Winston soon hit his stride with fervent support for local causes. He spoke to the issues of the area with his pro-rail policies (trains to Huapai, rail freight to Marsden Point and getting the trucks off the roads). He rightly criticised the government’s Special Housing Areas in Kumeu which are bringing thousands of new houses and cars but little infrastructural improvement. At times the rhetoric got the better of him “I bet you’ve never even been asked what you want”. This, despite the very good engagement from the Rodney Local Board on many issues, most recently in its draft Local Board Plan on which submissions closed on Friday. It’s not true that people have never been asked. But it makes good political sense to appeal to peoples’ feeling of general disenfranchise. Hyperbole and fomented sense of injustice are good politics too.

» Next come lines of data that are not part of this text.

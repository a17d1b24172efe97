// Angular assignment for the radial layout.
//
// Every node owns a wedge of its parent's angular span:
// - a subtree's share of the parent wedge is proportional to its
//   descendant count, so heavy subtrees get the width they need
// - non-root parents keep a fraction of their wedge clear at both ends,
//   which puts more air between cousins than between siblings
// - a node sits at the midpoint of its own wedge
//
// The root's children split the full turn with no end margin: on a circle
// the span ends meet, and a margin there would open one uneven gap.

use std::collections::HashMap;
use std::f64::consts::{FRAC_PI_2, TAU};

use super::LayoutConfig;
use super::hierarchy::Hierarchy;
use crate::tree::{NodeId, Vec3};

/// Assign every reachable node an angle in [0, 2pi).
pub(crate) fn assign_angles(tree: &Hierarchy, cfg: &LayoutConfig) -> HashMap<NodeId, f64> {
    let mut angles = HashMap::with_capacity(tree.order.len());
    subdivide(tree, &tree.root, 0.0, TAU, cfg.group_margin, &mut angles);
    angles
}

fn subdivide(
    tree: &Hierarchy,
    id: &NodeId,
    start: f64,
    span: f64,
    margin: f64,
    angles: &mut HashMap<NodeId, f64>,
) {
    angles.insert(id.clone(), start + span / 2.0);

    let slot = &tree.slots[id];
    if slot.children.is_empty() {
        return;
    }

    let (mut cursor, usable) = if slot.depth == 0 {
        (start, span)
    } else {
        (start + span * margin / 2.0, span * (1.0 - margin))
    };

    let weights: Vec<(&NodeId, usize)> = slot
        .children
        .iter()
        .map(|c| (c, subtree_size(tree, c)))
        .collect();
    let total: usize = weights.iter().map(|(_, w)| w).sum();

    for (child, weight) in weights {
        let share = if total > 0 {
            usable * weight as f64 / total as f64
        } else {
            usable / slot.children.len() as f64
        };
        subdivide(tree, child, cursor, share, margin, angles);
        cursor += share;
    }
}

/// Nodes in the subtree rooted at `id`, including `id` itself.
fn subtree_size(tree: &Hierarchy, id: &NodeId) -> usize {
    let mut count = 1;
    if let Some(slot) = tree.slots.get(id) {
        for child in &slot.children {
            count += subtree_size(tree, child);
        }
    }
    count
}

/// Polar to cartesian on the ground plane. Depth 0 collapses to the
/// origin, so the root always lands on (0, 0, 0).
pub(crate) fn place(depth: u32, angle: f64, cfg: &LayoutConfig) -> Vec3 {
    let radius = depth as f64 * cfg.level_distance;
    // Shift by a quarter turn so the first ring fans out from "up" on
    // screen rather than from "right".
    let theta = angle - FRAC_PI_2;
    Vec3 {
        x: radius * theta.cos(),
        y: 0.0,
        z: radius * theta.sin(),
    }
}
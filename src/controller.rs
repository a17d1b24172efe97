// The tree controller: canonical node/edge state plus the two user
// operations, "initialize with subject" and "expand node".
//
// State is layered:
// - TreeState is the synchronous state machine. Every mutation computes a
//   full next collection (replaced wholesale, never patched in place) and
//   ends with a layout pass wherever the structure changed.
// - TreeController drives TreeState, the sub-topic source and the
//   snapshot sink; awaiting the fetch is its only suspension point.
//
// The wasm boundary drives the same TreeState steps directly, with the
// browser performing the fetch in between.

use log::{debug, warn};

use crate::layout::{LayoutConfig, layout_tree};
use crate::output::{SnapshotSink, TreeSnapshot};
use crate::topics::TopicSource;
use crate::tree::{Edge, Node, NodeId};

/// Shown to the user whenever an expansion fails, for any reason.
const EXPAND_ERROR: &str = "Failed to expand the knowledge tree. Try again.";

/// What `TreeState::begin_expand` decided.
#[derive(Debug, Clone, PartialEq, Eq)]
pub enum BeginExpand {
    /// The node was marked loading; fetch sub-topics for this subject.
    Fetch(String),
    /// The node already has children. Re-expansion is a silent no-op.
    AlreadyExpanded,
    /// No node carries that id. Also a silent no-op.
    UnknownNode,
}

/// Result of one `TreeController::expand` call.
#[derive(Debug, Clone, Copy, PartialEq, Eq)]
pub enum ExpandOutcome {
    /// Children were attached; carries how many.
    Expanded(usize),
    AlreadyExpanded,
    UnknownNode,
    /// The fetch failed or returned nothing; the error state is set.
    Failed,
}

/// The canonical tree: nodes, derived edges, last error, current subject.
#[derive(Debug, Clone)]
pub struct TreeState {
    nodes: Vec<Node>,
    edges: Vec<Edge>,
    error: Option<String>,
    subject: String,
    cfg: LayoutConfig,
}

impl TreeState {
    pub fn new(cfg: LayoutConfig) -> Self {
        TreeState {
            nodes: Vec::new(),
            edges: Vec::new(),
            error: None,
            subject: String::new(),
            cfg,
        }
    }

    /// Rebuild a state machine around a previously published snapshot.
    pub fn from_snapshot(snapshot: TreeSnapshot, cfg: LayoutConfig) -> Self {
        let subject = snapshot
            .nodes
            .iter()
            .find(|n| n.id == NodeId::root())
            .map(|n| n.name.clone())
            .unwrap_or_default();
        TreeState {
            nodes: snapshot.nodes,
            edges: snapshot.edges,
            error: snapshot.error,
            subject,
            cfg,
        }
    }

    /// Reset to a single root node named after the subject.
    pub fn initialize(&mut self, subject: &str) {
        self.subject = subject.to_string();
        self.nodes = vec![Node::root(subject)];
        self.error = None;
        self.relayout();
    }

    /// Re-run the layout over the current collection.
    pub fn relayout(&mut self) {
        let laid_out = layout_tree(&self.nodes, &NodeId::root(), &self.cfg);
        self.nodes = laid_out.nodes;
        self.edges = laid_out.edges;
    }

    pub fn snapshot(&self) -> TreeSnapshot {
        TreeSnapshot {
            nodes: self.nodes.clone(),
            edges: self.edges.clone(),
            error: self.error.clone(),
        }
    }

    pub fn node(&self, id: &NodeId) -> Option<&Node> {
        self.nodes.iter().find(|n| n.id == *id)
    }

    pub fn subject(&self) -> &str {
        &self.subject
    }

    pub fn error(&self) -> Option<&str> {
        self.error.as_deref()
    }

    /// Guard and mark: flips the node's loading flag on and clears the
    /// previous error. A node that already has children is left alone, so
    /// a second click cannot re-fetch an expanded subtree.
    pub fn begin_expand(&mut self, id: &NodeId) -> BeginExpand {
        let Some(node) = self.node(id) else {
            return BeginExpand::UnknownNode;
        };
        if !node.children.is_empty() {
            return BeginExpand::AlreadyExpanded;
        }
        let subject = node.name.clone();
        self.set_loading(id, true);
        self.error = None;
        BeginExpand::Fetch(subject)
    }

    /// Attach one child per label under the node and re-run the layout.
    /// An empty label list is routed to the failure path; a response for a
    /// node that gained children in the meantime is discarded.
    pub fn complete_expand(&mut self, id: &NodeId, labels: &[String]) {
        if labels.is_empty() {
            self.fail_expand(id);
            return;
        }
        let Some(parent) = self.node(id) else {
            return;
        };
        if !parent.children.is_empty() {
            debug!("discarding late sub-topics for {id}: already expanded");
            self.set_loading(id, false);
            return;
        }
        let children: Vec<Node> = labels
            .iter()
            .map(|label| Node::child(label, parent))
            .collect();

        self.set_loading(id, false);
        self.nodes.extend(children);
        self.relayout();
    }

    /// Clear the loading flag and raise the user-visible error. The
    /// collection is otherwise untouched, so the node stays retryable.
    pub fn fail_expand(&mut self, id: &NodeId) {
        self.set_loading(id, false);
        self.error = Some(EXPAND_ERROR.to_string());
    }

    fn set_loading(&mut self, id: &NodeId, loading: bool) {
        self.nodes = self
            .nodes
            .iter()
            .map(|n| {
                if n.id == *id {
                    let mut n = n.clone();
                    n.loading = loading;
                    n
                } else {
                    n.clone()
                }
            })
            .collect();
    }
}

/// Async orchestration over a `TreeState`, a `TopicSource` and a
/// `SnapshotSink`.
pub struct TreeController<S> {
    state: TreeState,
    source: S,
    sink: Box<dyn SnapshotSink>,
}

impl<S: TopicSource> TreeController<S> {
    pub fn new(source: S, sink: Box<dyn SnapshotSink>) -> Self {
        Self::with_config(source, sink, LayoutConfig::default())
    }

    pub fn with_config(source: S, sink: Box<dyn SnapshotSink>, cfg: LayoutConfig) -> Self {
        TreeController {
            state: TreeState::new(cfg),
            source,
            sink,
        }
    }

    pub fn state(&self) -> &TreeState {
        &self.state
    }

    /// Reset the tree to a fresh root and publish it.
    pub fn initialize(&mut self, subject: &str) {
        debug!("initializing tree for {subject:?}");
        self.state.initialize(subject);
        self.publish();
    }

    /// Expand a node with sub-topics fetched from the source.
    ///
    /// Publishes the intermediate loading state before the fetch goes out
    /// and the settled state after it resolves. Fetch failures and empty
    /// responses become the published error state, never an `Err`.
    pub async fn expand(&mut self, id: &NodeId) -> ExpandOutcome {
        let subject = match self.state.begin_expand(id) {
            BeginExpand::Fetch(subject) => subject,
            BeginExpand::AlreadyExpanded => return ExpandOutcome::AlreadyExpanded,
            BeginExpand::UnknownNode => return ExpandOutcome::UnknownNode,
        };
        // Let the renderer show the node loading while the fetch runs.
        self.publish();

        match self.source.subtopics(&subject).await {
            Ok(labels) if !labels.is_empty() => {
                debug!("expanding {id} with {} sub-topics", labels.len());
                let count = labels.len();
                self.state.complete_expand(id, &labels);
                self.publish();
                ExpandOutcome::Expanded(count)
            }
            Ok(_) => {
                warn!("sub-topic source returned nothing for {subject:?}");
                self.state.fail_expand(id);
                self.publish();
                ExpandOutcome::Failed
            }
            Err(err) => {
                warn!("sub-topic fetch for {subject:?} failed: {err}");
                self.state.fail_expand(id);
                self.publish();
                ExpandOutcome::Failed
            }
        }
    }

    fn publish(&mut self) {
        self.sink.publish(self.state.snapshot());
    }
}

Winston’s speech was a journey through New Zealand’s glorious and inglorious past. The ghosts and spirit of Seddon, Nash and Holyoake were conjured up. You could almost feel them there. But the darker presence of Roger Douglas and Ruth Richardson were the devils in the room. There were stories of victims and villains, heroes (Winston himself even), battles between good and evil. New Zealand’s history was laid out like an epic battle, that still goes on. It was like a legend from a Kiwi Game of Thrones. And in this story, Winston is the knight that will ride on in intercession and save the day.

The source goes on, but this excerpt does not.